A US deal remains an important driver, although Ford says the international community is now “willing to accept more limited-scale US theatrical releases and non-traditional post-theatrical windowing”.

Producers participating in the EFM are increasingly happy to declare themselves platform-agnostic when it comes to reaching eyeballs at a time when a little under 50% of North America’s 5,900 cinemas are open under restricted capacity, according to exhibitor reporting.

“I’m completely open to how it gets out,” says Jennifer Gibgot, producer on the YA After series sold by Voltage Pictures. “You have to be in this climate. I believe once people get vaccinated and [Covid-19] numbers go down, people will return to movie theatres. I also believe people like watching from their homes.

“What we’ve proved with After We Collided was fans wanted to see it in the cinema,” Gibgot continues. “We were something like the 12th or 14th highest-grossing movie in the cinemas in 2020.” The third and fourth instalments in the franchise, After We Fell and After Ever Happy, are in post-production since shooting at Nu Boyana in Bulgaria.

Lori McCreary (Madam Secretary, Invictus), president emeritus of the Producers Guild of America (PGA) who partners with Morgan Freeman at Revelations Entertainment, is keeping an open mind about how her films get released. “We’ve always been big proponents of certain films having a life on day-and-date,” says McCreary, whose crime drama The Killing Of Kenneth Chamberlain is on Voltage Pictures’ EFM slate. “We spend so much money advertising our films that if people can’t get to the theatre, I love the idea [of a streaming release] — it helps democratise the filmgoing experience.”

The pandemic delivered a massive blow to production and the scarcity and considerable expense of Covid insurance has compounded producers’ problems. “It has completely devastated the independent film world,” McCreary says. “There are a handful of independent financial leaders who are willing to roll the dice, but most of my friends who solely do independent films are hurting.”

She has been supportive of ongoing efforts to lobby US Congress to introduce a federal insurance backstop, but it is a long road. In February, the PGA and other guilds joined the Independent Film & Television Alliance and the Motion Pictures Association in calling for US senators to move insurance relief higher up on their to-do list.

US president Joe Biden’s young administration has a daunting legislative agenda to tackle and privately, those lobbying lawmakers for Covid‑19 insurance are not confident there will be change soon. On the bright side, it could be that vaccinations and ensuing herd immunity might reduce the need for pandemic coverage in the coming months.

“Buyers need content and obviously the bigger and more commercial the better, so nothing has changed,” says Millennium Media president Jeffrey Greenstein, who has enjoyed success with the Has Fallen franchise. “Things are scarcer because productions haven’t been going so we’re trying to deliver things across the board — big, small, fun, different, and each appropriately priced.

“Everyone’s adapting in this crazy marketplace. We have several films we’re meant to release. And the dates keep changing as studios move films to different dates. Who knows what it’s going to look like?
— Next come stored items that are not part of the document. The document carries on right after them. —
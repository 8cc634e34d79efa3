//! Holder book: balances, concentration and creator activity

use serde::{Deserialize, Serialize};
use std::collections::HashMap;

use crate::stream::event::TradeSide;

#[derive(Debug, Clone, Copy, PartialEq, Serialize, Deserialize)]
pub struct HolderTrade {
    pub timestamp: i64,
    /// Positive for buys, negative for sells
    pub signed_amount: f64,
    pub volume_sol: f64,
}

#[derive(Debug, Clone, PartialEq, Serialize, Deserialize)]
pub struct HolderRecord {
    pub address: String,
    pub balance: f64,
    pub is_creator: bool,
    pub trades: Vec<HolderTrade>,
}

#[derive(Debug, Clone)]
pub struct HolderBook {
    holders: HashMap<String, HolderRecord>,
    creator: String,
    creator_initial_balance: f64,
    max_trades_per_holder: usize,
}

impl HolderBook {
    /// Seed the book with the creator's initial buy
    pub fn new(
        creator: &str,
        initial_buy: f64,
        timestamp: i64,
        max_trades_per_holder: usize,
    ) -> Self {
        let mut holders = HashMap::new();
        holders.insert(
            creator.to_string(),
            HolderRecord {
                address: creator.to_string(),
                balance: initial_buy.max(0.0),
                is_creator: true,
                trades: vec![HolderTrade {
                    timestamp,
                    signed_amount: initial_buy.max(0.0),
                    volume_sol: 0.0,
                }],
            },
        );
        Self {
            holders,
            creator: creator.to_string(),
            creator_initial_balance: initial_buy.max(0.0),
            max_trades_per_holder: max_trades_per_holder.max(1),
        }
    }

    /// Apply a trade; `new_balance` from the feed is authoritative
    pub fn record_trade(
        &mut self,
        trader: &str,
        side: TradeSide,
        token_amount: f64,
        new_balance: f64,
        volume_sol: f64,
        timestamp: i64,
    ) {
        let is_creator = trader == self.creator;
        let cap = self.max_trades_per_holder;
        let record = self
            .holders
            .entry(trader.to_string())
            .or_insert_with(|| HolderRecord {
                address: trader.to_string(),
                balance: 0.0,
                is_creator,
                trades: Vec::new(),
            });

        record.balance = new_balance.max(0.0);
        let signed_amount = match side {
            TradeSide::Buy => token_amount,
            TradeSide::Sell => -token_amount,
        };
        record.trades.push(HolderTrade {
            timestamp,
            signed_amount,
            volume_sol,
        });
        if record.trades.len() > cap {
            let excess = record.trades.len() - cap;
            record.trades.drain(..excess);
        }
    }

    pub fn get(&self, address: &str) -> Option<&HolderRecord> {
        self.holders.get(address)
    }

    /// Addresses with a positive balance
    pub fn holder_count(&self) -> u32 {
        self.holders.values().filter(|h| h.balance > 0.0).count() as u32
    }

    pub fn circulating_supply(&self) -> f64 {
        self.holders.values().map(|h| h.balance).sum()
    }

    /// Share of `total_supply` held by the `k` largest holders
    pub fn top_holder_concentration(&self, k: usize, total_supply: f64) -> f64 {
        if total_supply <= 0.0 {
            return 0.0;
        }
        let mut balances: Vec<f64> = self.holders.values().map(|h| h.balance).collect();
        balances.sort_by(|a, b| b.total_cmp(a));
        balances.iter().take(k).sum::<f64>() / total_supply
    }

    pub fn creator(&self) -> &str {
        &self.creator
    }

    pub fn creator_balance(&self) -> f64 {
        self.holders.get(&self.creator).map(|h| h.balance).unwrap_or(0.0)
    }

    /// Fraction of the creator's initial holding that has been sold
    pub fn creator_sell_percentage(&self) -> f64 {
        if self.creator_initial_balance <= 0.0 {
            return 0.0;
        }
        (1.0 - self.creator_balance() / self.creator_initial_balance).clamp(0.0, 1.0)
    }

    /// SOL the creator received from sells at or after `since`
    pub fn creator_sell_volume_since(&self, since: i64) -> f64 {
        self.holders
            .get(&self.creator)
            .map(|h| {
                h.trades
                    .iter()
                    .filter(|t| t.timestamp >= since && t.signed_amount < 0.0)
                    .map(|t| t.volume_sol)
                    .sum()
            })
            .unwrap_or(0.0)
    }
}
No-one knows.”

Millennium pivoted last year and released Rod Lurie’s acclaimed war film The Outpost and Tesla starring Ethan Hawke on PVoD. “The Outpost was meant to be a larger theatrical and the screens weren’t available, but across the board it seems like everyone was very happy with the film and it performed well,” says Greenstein.
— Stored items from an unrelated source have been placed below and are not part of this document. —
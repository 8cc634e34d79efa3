//! Inbound feed records and validation
//!
//! Every source (live WebSocket, replay file) produces `RawFeedRecord`s in
//! PumpPortal's camelCase shape. `RawFeedRecord::validate` is the single gate
//! turning them into typed `FeedEvent`s.

use serde::{Deserialize, Serialize};

use crate::error::{Error, Result};

/// Wire shape of a feed record. Everything is optional so that validation,
/// not deserialization, decides what is malformed.
#[derive(Debug, Clone, Default, Serialize, Deserialize)]
#[serde(rename_all = "camelCase")]
pub struct RawFeedRecord {
    pub tx_type: Option<String>,
    pub mint: Option<String>,
    pub signature: Option<String>,
    /// Milliseconds since epoch
    pub timestamp: Option<i64>,
    pub market_cap_sol: Option<f64>,
    pub v_tokens_in_bonding_curve: Option<f64>,
    pub v_sol_in_bonding_curve: Option<f64>,
    pub name: Option<String>,
    pub symbol: Option<String>,
    pub initial_buy: Option<f64>,
    pub trader_public_key: Option<String>,
    pub token_amount: Option<f64>,
    pub new_token_balance: Option<f64>,
    pub sol_amount: Option<f64>,
}

#[derive(Debug, Clone, Copy, PartialEq, Eq, Serialize, Deserialize)]
#[serde(rename_all = "lowercase")]
pub enum TradeSide {
    Buy,
    Sell,
}

impl TradeSide {
    pub fn is_buy(&self) -> bool {
        matches!(self, TradeSide::Buy)
    }
}

/// Token creation
#[derive(Debug, Clone, PartialEq)]
pub struct CreateEvent {
    pub mint: String,
    pub signature: Option<String>,
    pub timestamp: i64,
    pub name: String,
    pub symbol: String,
    pub creator: String,
    /// Tokens bought by the creator in the create transaction
    pub initial_buy: f64,
    pub market_cap_sol: f64,
    pub v_tokens: f64,
    pub v_sol: f64,
}

/// Buy or sell against the bonding curve
#[derive(Debug, Clone, PartialEq)]
pub struct TradeEvent {
    pub mint: String,
    pub signature: Option<String>,
    pub timestamp: i64,
    pub side: TradeSide,
    pub trader: String,
    pub token_amount: f64,
    /// Trader's token balance after this trade
    pub new_balance: f64,
    pub sol_amount: Option<f64>,
    pub market_cap_sol: f64,
    pub v_tokens: f64,
    pub v_sol: f64,
}

impl TradeEvent {
    /// Spot price after the trade
    pub fn price(&self) -> f64 {
        self.v_sol / self.v_tokens
    }

    /// SOL volume, estimated from the post-trade price when the feed omits it
    pub fn volume_sol(&self) -> f64 {
        self.sol_amount
            .unwrap_or_else(|| self.token_amount * self.price())
            .abs()
    }

    /// Key used to recognise replays of the same trade at one timestamp
    pub fn dedup_key(&self) -> String {
        match &self.signature {
            Some(sig) => sig.clone(),
            None => format!(
                "{}:{:?}:{}:{}:{}",
                self.trader, self.side, self.token_amount, self.new_balance, self.v_sol
            ),
        }
    }
}

#[derive(Debug, Clone, PartialEq)]
pub enum FeedEvent {
    Create(CreateEvent),
    Trade(TradeEvent),
}

impl FeedEvent {
    pub fn mint(&self) -> &str {
        match self {
            FeedEvent::Create(e) => &e.mint,
            FeedEvent::Trade(e) => &e.mint,
        }
    }

    pub fn timestamp(&self) -> i64 {
        match self {
            FeedEvent::Create(e) => e.timestamp,
            FeedEvent::Trade(e) => e.timestamp,
        }
    }

    pub fn is_create(&self) -> bool {
        matches!(self, FeedEvent::Create(_))
    }
}

fn required<T>(value: Option<T>, field: &str) -> Result<T> {
    value.ok_or_else(|| Error::MalformedEvent(format!("missing field `{}`", field)))
}

fn finite_non_negative(value: f64, field: &str) -> Result<f64> {
    if value.is_finite() && value >= 0.0 {
        Ok(value)
    } else {
        Err(Error::MalformedEvent(format!(
            "`{}` must be finite and non-negative, got {}",
            field, value
        )))
    }
}

fn positive(value: f64, field: &str) -> Result<f64> {
    if value.is_finite() && value > 0.0 {
        Ok(value)
    } else {
        Err(Error::MalformedEvent(format!(
            "`{}` must be positive, got {}",
            field, value
        )))
    }
}

fn address(value: Option<String>, field: &str) -> Result<String> {
    let value = required(value, field)?;
    let decoded = bs58::decode(&value)
        .into_vec()
        .map_err(|e| Error::MalformedEvent(format!("`{}` is not base58: {}", field, e)))?;
    if decoded.is_empty() {
        return Err(Error::MalformedEvent(format!("`{}` is empty", field)));
    }
    Ok(value)
}

impl RawFeedRecord {
    /// Check required fields and ranges, producing a typed event
    pub fn validate(self) -> Result<FeedEvent> {
        let tx_type = required(self.tx_type, "txType")?;
        let mint = address(self.mint, "mint")?;
        let timestamp = required(self.timestamp, "timestamp")?;
        if timestamp <= 0 {
            return Err(Error::MalformedEvent(format!(
                "`timestamp` must be positive, got {}",
                timestamp
            )));
        }
        let market_cap_sol =
            finite_non_negative(required(self.market_cap_sol, "marketCapSol")?, "marketCapSol")?;
        let v_tokens = positive(
            required(self.v_tokens_in_bonding_curve, "vTokensInBondingCurve")?,
            "vTokensInBondingCurve",
        )?;
        let v_sol = positive(
            required(self.v_sol_in_bonding_curve, "vSolInBondingCurve")?,
            "vSolInBondingCurve",
        )?;

        match tx_type.as_str() {
            "create" => Ok(FeedEvent::Create(CreateEvent {
                mint,
                signature: self.signature,
                timestamp,
                name: required(self.name, "name")?,
                symbol: required(self.symbol, "symbol")?,
                creator: address(self.trader_public_key, "traderPublicKey")?,
                initial_buy: finite_non_negative(self.initial_buy.unwrap_or(0.0), "initialBuy")?,
                market_cap_sol,
                v_tokens,
                v_sol,
            })),
            "buy" | "sell" => {
                let side = if tx_type == "buy" {
                    TradeSide::Buy
                } else {
                    TradeSide::Sell
                };
                let sol_amount = match self.sol_amount {
                    Some(v) => Some(finite_non_negative(v, "solAmount")?),
                    None => None,
                };
                Ok(FeedEvent::Trade(TradeEvent {
                    mint,
                    signature: self.signature,
                    timestamp,
                    side,
                    trader: address(self.trader_public_key, "traderPublicKey")?,
                    token_amount: finite_non_negative(
                        required(self.token_amount, "tokenAmount")?,
                        "tokenAmount",
                    )?,
                    new_balance: finite_non_negative(
                        required(self.new_token_balance, "newTokenBalance")?,
                        "newTokenBalance",
                    )?,
                    sol_amount,
                    market_cap_sol,
                    v_tokens,
                    v_sol,
                }))
            }
            other => Err(Error::MalformedEvent(format!("unknown txType `{}`", other))),
        }
    }
}

#[cfg(test)]
mod tests {
    use super::*;

    const MINT: &str = "DYw8jCTfwHNRJhhmFcbXvVDTqWMEVFBX6ZKUmG5CNSKK";
    const TRADER: &str = "7xKXtg2CW87d97TXJSDpbD5jBkheTqA83TZRuJosgAsU";

    #[test]
    fn test_parse_create_record() {
        let json = format!(
            r#"{{
                "signature": "sig1",
                "mint": "{MINT}",
                "traderPublicKey": "{TRADER}",
                "txType": "create",
                "initialBuy": 60000000,
                "vTokensInBondingCurve": 1013000000,
                "vSolInBondingCurve": 31.5,
                "marketCapSol": 31.1,
                "name": "Test Token",
                "symbol": "TEST",
                "timestamp": 1700000000000
            }}"#
        );
        let raw: RawFeedRecord = serde_json::from_str(&json).unwrap();
        match raw.validate().unwrap() {
            FeedEvent::Create(create) => {
                assert_eq!(create.symbol, "TEST");
                assert_eq!(create.creator, TRADER);
                assert_eq!(create.initial_buy, 60_000_000.0);
            }
            other => panic!("expected create, got {:?}", other),
        }
    }

    #[test]
    fn test_parse_sell_record() {
        let json = format!(
            r#"{{"txType":"sell","mint":"{MINT}","traderPublicKey":"{TRADER}",
                "tokenAmount":1000.0,"newTokenBalance":0.0,"marketCapSol":40.0,
                "vTokensInBondingCurve":800000000,"vSolInBondingCurve":32.0,
                "timestamp":1700000001000}}"#
        );
        let raw: RawFeedRecord = serde_json::from_str(&json).unwrap();
        let FeedEvent::Trade(trade) = raw.validate().unwrap() else {
            panic!("expected trade");
        };
        assert_eq!(trade.side, TradeSide::Sell);
        assert!((trade.price() - 4e-8).abs() < 1e-15);
        assert!((trade.volume_sol() - 1000.0 * 4e-8).abs() < 1e-12);
    }

    #[test]
    fn test_rejects_missing_and_invalid_fields() {
        let base = RawFeedRecord {
            tx_type: Some("buy".into()),
            mint: Some(MINT.into()),
            timestamp: Some(1),
            market_cap_sol: Some(30.0),
            v_tokens_in_bonding_curve: Some(1.0e9),
            v_sol_in_bonding_curve: Some(30.0),
            trader_public_key: Some(TRADER.into()),
            token_amount: Some(10.0),
            new_token_balance: Some(10.0),
            ..Default::default()
        };
        assert!(base.clone().validate().is_ok());

        let mut missing = base.clone();
        missing.new_token_balance = None;
        assert!(matches!(missing.validate(), Err(Error::MalformedEvent(_))));

        let mut bad_mint = base.clone();
        bad_mint.mint = Some("not-base58-0OIl".into());
        assert!(matches!(bad_mint.validate(), Err(Error::MalformedEvent(_))));

        let mut zero_reserve = base.clone();
        zero_reserve.v_sol_in_bonding_curve = Some(0.0);
        assert!(matches!(zero_reserve.validate(), Err(Error::MalformedEvent(_))));

        let mut unknown = base;
        unknown.tx_type = Some("migrate".into());
        assert!(matches!(unknown.validate(), Err(Error::MalformedEvent(_))));
    }
}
For him, like other sales agents, the virtual EFM will be an opportunity to bring greater focus during what has essentially been a year-round business for some time. “From our perspective, it’s better to have that time where your efforts and energies are spent doing the deals, presenting your new films.”

Another factor that could help participants maintain focus is that, with Cannes pushing back to July at time of press, there will not be another global market for at least another five months. The feeling in the industry is that gap will only serve to sharpen appetite for content.